• Problem details
Give the number of lines in the data below where the string "Option" occurs, and nothing else.

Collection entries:
┏━━

use alloy::primitives::{Address, B256, Bytes, TxHash, U64, U256};
use alloy::rpc::client::RpcClient;
use alloy::transports::{IntoBoxTransport, TransportResult};
use serde::{Deserialize, Serialize};

use crate::constants::SEND_CALLS_VERSION;

/// A JSON-RPC client for the EIP-5792 wallet capability methods.
#[derive(Debug, Clone)]
pub struct WalletRpcClient {
    inner: RpcClient,
}

/// One call inside a `wallet_sendCalls` batch.
#[derive(Debug, Clone, PartialEq, Eq, Serialize, Deserialize)]
#[serde(rename_all = "camelCase")]
pub struct BatchCall {
    pub to: Address,
    #[serde(default)]
    pub data: Bytes,
    #[serde(default)]
    pub value: U256,
}

#[derive(Debug, Clone, Serialize, Deserialize)]
#[serde(rename_all = "camelCase")]
pub struct SendCallsPayload {
    pub version: String,
    pub chain_id: U64,
    pub from: Address,
    pub calls: Vec<BatchCall>,
    pub atomic_required: bool,
}

impl SendCallsPayload {
    pub fn new(chain_id: u64, from: Address, calls: Vec<BatchCall>) -> Self {
        Self {
            version: SEND_CALLS_VERSION.to_string(),
            chain_id: U64::from(chain_id),
            from,
            calls,
            atomic_required: true,
        }
    }
}

#[derive(Debug, Clone, Serialize, Deserialize)]
#[serde(rename_all = "camelCase")]
pub struct SendCallsResult {
    pub id: String,
}

/// Per-call receipt inside a `wallet_getCallsStatus` response.
#[derive(Debug, Clone, Serialize, Deserialize)]
#[serde(rename_all = "camelCase")]
pub struct CallReceipt {
    pub status: U64,
    pub block_hash: B256,
    pub block_number: U64,
    pub gas_used: U64,
    pub transaction_hash: TxHash,
}

impl CallReceipt {
    pub fn is_success(&self) -> bool {
        self.status == U64::from(1u64)
    }
}

#[derive(Debug, Clone, Serialize, Deserialize)]
#[serde(rename_all = "camelCase")]
pub struct CallsStatus {
    pub status: u16,
    #[serde(default, skip_serializing_if = "Option::is_none")]
    pub receipts: Option<Vec<CallReceipt>>,
}

/// Coarse batch state derived from the numeric status code.
#[derive(Debug, Clone, Copy, PartialEq, Eq)]
pub enum BatchStatusCode {
    Pending,
    Confirmed,
    Failed,
}

impl CallsStatus {
    /// 1xx codes are pending, 200 is confirmed, everything else failed.
    pub fn code(&self) -> BatchStatusCode {
        match self.status {
            100..=199 => BatchStatusCode::Pending,
            200 => BatchStatusCode::Confirmed,
            _ => BatchStatusCode::Failed,
        }
    }
}

impl WalletRpcClient {
    pub fn new(transport: impl IntoBoxTransport) -> Self {
        let client = RpcClient::builder().transport(transport, false);

        Self { inner: client }
    }

    /// Wrap an already-built RPC client, sharing its transport.
    pub fn from_client(inner: RpcClient) -> Self {
        Self { inner }
    }

    /// Submit an atomic batch of calls, returning the wallet-assigned batch id.
    pub async fn send_calls(&self, payload: &SendCallsPayload) -> TransportResult<SendCallsResult> {
        self.inner.request("wallet_sendCalls", (payload,)).await
    }

    /// Fetch the status of a previously submitted batch.
    pub async fn calls_status(&self, batch_id: &str) -> TransportResult<CallsStatus> {
        self.inner
            .request("wallet_getCallsStatus", (batch_id,))
            .await
    }

    /// Query the wallet's capability flags for an account.
    pub async fn capabilities(&self, address: Address) -> TransportResult<serde_json::Value> {
        self.inner
            .request("wallet_getCapabilities", (address,))
            .await
    }
}

#[cfg(test)]
mod tests {
    use super::*;

    #[test]
    fn send_calls_payload_shape() {
        let payload = SendCallsPayload::new(
            8453,
            Address::ZERO,
            vec![BatchCall {
                to: Address::ZERO,
                data: Bytes::new(),
                value: U256::ZERO,
            }],
        );
        let value = serde_json::to_value(&payload).unwrap();
        assert_eq!(value["version"], SEND_CALLS_VERSION);
        assert_eq!(value["chainId"], "0x2105");
        assert_eq!(value["atomicRequired"], true);
        assert_eq!(value["calls"].as_array().unwrap().len(), 1);
    }

    #[test]
    fn calls_status_code_buckets() {
        let pending = CallsStatus {
            status: 100,
            receipts: None,
        };
        let confirmed = CallsStatus {
            status: 200,
            receipts: None,
        };
        let failed = CallsStatus {
            status: 500,
            receipts: None,
        };
        assert_eq!(pending.code(), BatchStatusCode::Pending);
        assert_eq!(confirmed.code(), BatchStatusCode::Confirmed);
        assert_eq!(failed.code(), BatchStatusCode::Failed);
    }
}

┗━━

• The completed task
2